AIM OF THE TASK: Your answer should be one number, the count of lines in the entries holding the word "Address".

DATA SUPPLIED Block Start

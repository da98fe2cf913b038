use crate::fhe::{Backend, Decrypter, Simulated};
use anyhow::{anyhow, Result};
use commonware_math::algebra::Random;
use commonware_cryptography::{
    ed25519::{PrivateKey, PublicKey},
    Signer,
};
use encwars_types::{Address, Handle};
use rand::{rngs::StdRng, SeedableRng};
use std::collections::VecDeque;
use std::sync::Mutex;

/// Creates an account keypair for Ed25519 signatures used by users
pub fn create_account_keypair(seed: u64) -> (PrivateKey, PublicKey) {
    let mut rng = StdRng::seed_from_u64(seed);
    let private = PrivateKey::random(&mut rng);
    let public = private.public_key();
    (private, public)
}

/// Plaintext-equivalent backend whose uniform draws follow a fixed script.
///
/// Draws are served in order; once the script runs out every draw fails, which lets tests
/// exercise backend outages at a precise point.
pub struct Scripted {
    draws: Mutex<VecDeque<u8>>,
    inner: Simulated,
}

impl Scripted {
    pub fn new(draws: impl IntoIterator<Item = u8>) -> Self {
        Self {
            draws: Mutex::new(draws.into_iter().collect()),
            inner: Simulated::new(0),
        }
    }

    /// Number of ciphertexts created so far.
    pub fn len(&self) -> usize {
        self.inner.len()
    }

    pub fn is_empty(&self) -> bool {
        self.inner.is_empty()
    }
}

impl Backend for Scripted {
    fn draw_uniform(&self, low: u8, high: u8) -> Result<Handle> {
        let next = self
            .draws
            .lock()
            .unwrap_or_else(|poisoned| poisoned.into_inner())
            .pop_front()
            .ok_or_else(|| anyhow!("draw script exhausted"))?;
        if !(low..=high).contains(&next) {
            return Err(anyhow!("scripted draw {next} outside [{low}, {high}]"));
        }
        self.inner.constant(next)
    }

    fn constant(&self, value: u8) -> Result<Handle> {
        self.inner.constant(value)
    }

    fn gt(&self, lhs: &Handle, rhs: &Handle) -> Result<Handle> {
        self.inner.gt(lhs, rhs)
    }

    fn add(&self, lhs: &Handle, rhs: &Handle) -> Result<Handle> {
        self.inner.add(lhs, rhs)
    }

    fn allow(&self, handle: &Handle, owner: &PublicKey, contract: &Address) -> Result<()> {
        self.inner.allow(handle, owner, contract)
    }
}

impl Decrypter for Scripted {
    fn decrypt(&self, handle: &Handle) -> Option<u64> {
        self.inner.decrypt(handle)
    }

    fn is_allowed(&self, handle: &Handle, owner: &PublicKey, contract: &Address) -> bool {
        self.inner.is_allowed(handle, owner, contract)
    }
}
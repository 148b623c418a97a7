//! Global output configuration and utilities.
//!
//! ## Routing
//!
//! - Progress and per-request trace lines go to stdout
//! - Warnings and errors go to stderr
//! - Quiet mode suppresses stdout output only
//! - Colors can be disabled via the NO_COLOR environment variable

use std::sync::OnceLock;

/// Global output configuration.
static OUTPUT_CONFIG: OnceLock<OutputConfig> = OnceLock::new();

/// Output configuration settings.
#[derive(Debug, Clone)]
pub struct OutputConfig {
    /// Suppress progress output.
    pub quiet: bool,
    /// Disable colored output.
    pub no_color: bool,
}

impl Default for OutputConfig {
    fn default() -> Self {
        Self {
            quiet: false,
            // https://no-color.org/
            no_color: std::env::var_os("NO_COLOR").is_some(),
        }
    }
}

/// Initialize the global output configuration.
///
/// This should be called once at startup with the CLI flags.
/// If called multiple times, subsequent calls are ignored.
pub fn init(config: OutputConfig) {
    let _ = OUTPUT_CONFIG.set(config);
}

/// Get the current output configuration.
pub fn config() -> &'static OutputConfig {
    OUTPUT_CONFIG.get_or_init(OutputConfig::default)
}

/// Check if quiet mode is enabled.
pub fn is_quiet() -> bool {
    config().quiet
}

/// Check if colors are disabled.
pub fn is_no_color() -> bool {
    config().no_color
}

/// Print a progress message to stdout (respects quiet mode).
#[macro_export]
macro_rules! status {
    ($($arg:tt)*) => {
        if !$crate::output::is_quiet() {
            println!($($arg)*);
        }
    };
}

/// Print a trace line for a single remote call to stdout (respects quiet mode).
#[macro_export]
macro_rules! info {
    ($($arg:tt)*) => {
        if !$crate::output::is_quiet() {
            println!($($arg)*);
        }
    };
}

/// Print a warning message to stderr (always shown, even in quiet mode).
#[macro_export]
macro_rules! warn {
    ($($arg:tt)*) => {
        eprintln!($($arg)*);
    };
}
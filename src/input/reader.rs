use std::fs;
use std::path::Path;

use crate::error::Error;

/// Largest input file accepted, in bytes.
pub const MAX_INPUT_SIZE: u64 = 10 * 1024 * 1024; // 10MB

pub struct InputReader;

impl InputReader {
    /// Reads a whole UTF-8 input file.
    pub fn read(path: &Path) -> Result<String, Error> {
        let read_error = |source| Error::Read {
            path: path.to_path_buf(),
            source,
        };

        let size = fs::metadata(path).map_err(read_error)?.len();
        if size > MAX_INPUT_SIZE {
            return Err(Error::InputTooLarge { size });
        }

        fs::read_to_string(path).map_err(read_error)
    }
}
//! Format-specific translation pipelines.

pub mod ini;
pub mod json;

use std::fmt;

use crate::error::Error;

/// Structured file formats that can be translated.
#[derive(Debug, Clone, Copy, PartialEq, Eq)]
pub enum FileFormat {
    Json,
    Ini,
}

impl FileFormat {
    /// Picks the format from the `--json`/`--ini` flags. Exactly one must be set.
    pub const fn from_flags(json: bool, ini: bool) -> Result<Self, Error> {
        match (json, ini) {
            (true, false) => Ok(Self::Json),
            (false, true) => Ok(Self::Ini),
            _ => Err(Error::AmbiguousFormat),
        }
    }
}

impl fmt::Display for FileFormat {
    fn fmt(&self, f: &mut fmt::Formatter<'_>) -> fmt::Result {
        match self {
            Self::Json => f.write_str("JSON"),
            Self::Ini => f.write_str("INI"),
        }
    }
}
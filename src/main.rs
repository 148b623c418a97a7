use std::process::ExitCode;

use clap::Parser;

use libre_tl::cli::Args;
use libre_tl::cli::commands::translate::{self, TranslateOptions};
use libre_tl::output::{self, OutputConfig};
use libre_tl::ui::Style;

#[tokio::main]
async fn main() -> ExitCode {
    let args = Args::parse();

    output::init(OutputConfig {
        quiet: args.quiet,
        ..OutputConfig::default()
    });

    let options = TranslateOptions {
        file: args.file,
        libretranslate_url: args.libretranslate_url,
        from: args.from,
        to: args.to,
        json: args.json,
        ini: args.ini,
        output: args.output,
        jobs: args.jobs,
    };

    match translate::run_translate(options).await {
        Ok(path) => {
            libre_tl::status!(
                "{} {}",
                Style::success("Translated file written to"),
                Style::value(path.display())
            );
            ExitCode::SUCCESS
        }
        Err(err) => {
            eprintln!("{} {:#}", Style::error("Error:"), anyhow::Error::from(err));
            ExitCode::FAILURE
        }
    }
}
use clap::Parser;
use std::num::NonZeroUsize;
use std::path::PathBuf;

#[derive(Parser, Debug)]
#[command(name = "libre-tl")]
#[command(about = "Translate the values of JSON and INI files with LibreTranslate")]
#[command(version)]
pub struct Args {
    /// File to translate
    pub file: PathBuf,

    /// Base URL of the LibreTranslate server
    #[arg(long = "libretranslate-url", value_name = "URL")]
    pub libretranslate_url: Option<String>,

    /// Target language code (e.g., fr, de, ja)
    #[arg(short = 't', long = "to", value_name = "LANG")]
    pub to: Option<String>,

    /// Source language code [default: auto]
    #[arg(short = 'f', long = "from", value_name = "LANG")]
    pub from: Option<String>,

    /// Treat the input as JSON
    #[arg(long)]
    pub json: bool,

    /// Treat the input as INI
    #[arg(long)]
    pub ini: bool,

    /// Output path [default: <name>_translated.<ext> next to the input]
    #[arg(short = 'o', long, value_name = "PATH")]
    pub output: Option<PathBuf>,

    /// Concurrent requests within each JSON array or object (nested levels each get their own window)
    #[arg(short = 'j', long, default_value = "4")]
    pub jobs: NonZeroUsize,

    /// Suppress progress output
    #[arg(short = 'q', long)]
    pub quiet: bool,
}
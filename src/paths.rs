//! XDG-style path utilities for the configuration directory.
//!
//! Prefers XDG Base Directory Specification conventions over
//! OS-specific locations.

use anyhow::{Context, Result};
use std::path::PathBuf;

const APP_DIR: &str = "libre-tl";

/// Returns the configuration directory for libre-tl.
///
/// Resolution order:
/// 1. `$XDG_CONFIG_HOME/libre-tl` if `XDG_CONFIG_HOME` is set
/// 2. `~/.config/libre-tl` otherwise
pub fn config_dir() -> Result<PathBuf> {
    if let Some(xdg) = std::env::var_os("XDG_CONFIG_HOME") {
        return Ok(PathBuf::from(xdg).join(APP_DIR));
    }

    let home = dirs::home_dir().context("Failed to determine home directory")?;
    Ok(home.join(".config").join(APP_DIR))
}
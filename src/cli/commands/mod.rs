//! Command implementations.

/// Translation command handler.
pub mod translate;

DATA SUPPLIED Block End

REPLY: 3